Assignment:
Word for word, retype the first line of the records and every following line through the one containing "use std::sync::Arc;".

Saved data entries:
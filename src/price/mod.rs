//! USD price lookups
//!
//! Prices are best-effort: any failure resolves to "unknown" so that a
//! missing quote never blocks a portfolio load.

pub mod coingecko;

use alloy::primitives::Address;
use async_trait::async_trait;
use std::sync::Arc;
use tracing::{debug, warn};

use crate::error::Result;

pub use coingecko::CoinGeckoClient;

/// Raw access to a price API
#[async_trait]
pub trait PriceSource: Send + Sync {
    /// USD price of the chain's native asset
    async fn native_price(&self) -> Result<Option<f64>>;

    /// USD price of a token, by contract address
    async fn token_price(&self, contract: Address) -> Result<Option<f64>>;
}

/// Infallible price adapter used by the portfolio loader
#[derive(Clone)]
pub struct PriceLookup {
    source: Arc<dyn PriceSource>,
}

impl PriceLookup {
    pub fn new(source: Arc<dyn PriceSource>) -> Self {
        Self { source }
    }

    /// Best-effort USD price for `symbol`; `contract` is `None` for the
    /// native asset
    pub async fn lookup(&self, symbol: &str, contract: Option<Address>) -> Option<f64> {
        let result = match contract {
            None => self.source.native_price().await,
            Some(address) => self.source.token_price(address).await,
        };

        match result {
            Ok(Some(price)) if price.is_finite() && price >= 0.0 => Some(price),
            Ok(Some(price)) => {
                warn!("Discarding invalid price {} for {}", price, symbol);
                None
            }
            Ok(None) => {
                debug!("No price available for {}", symbol);
                None
            }
            Err(e) => {
                warn!("Price lookup failed for {}: {}", symbol, e);
                None
            }
        }
    }
}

Task solution:
filename src/price/mod.rs
//! USD price lookups
//!
//! Prices are best-effort: any failure resolves to "unknown" so that a
//! missing quote never blocks a portfolio load.

pub mod coingecko;

use alloy::primitives::Address;
use async_trait::async_trait;
use std::sync::Arc;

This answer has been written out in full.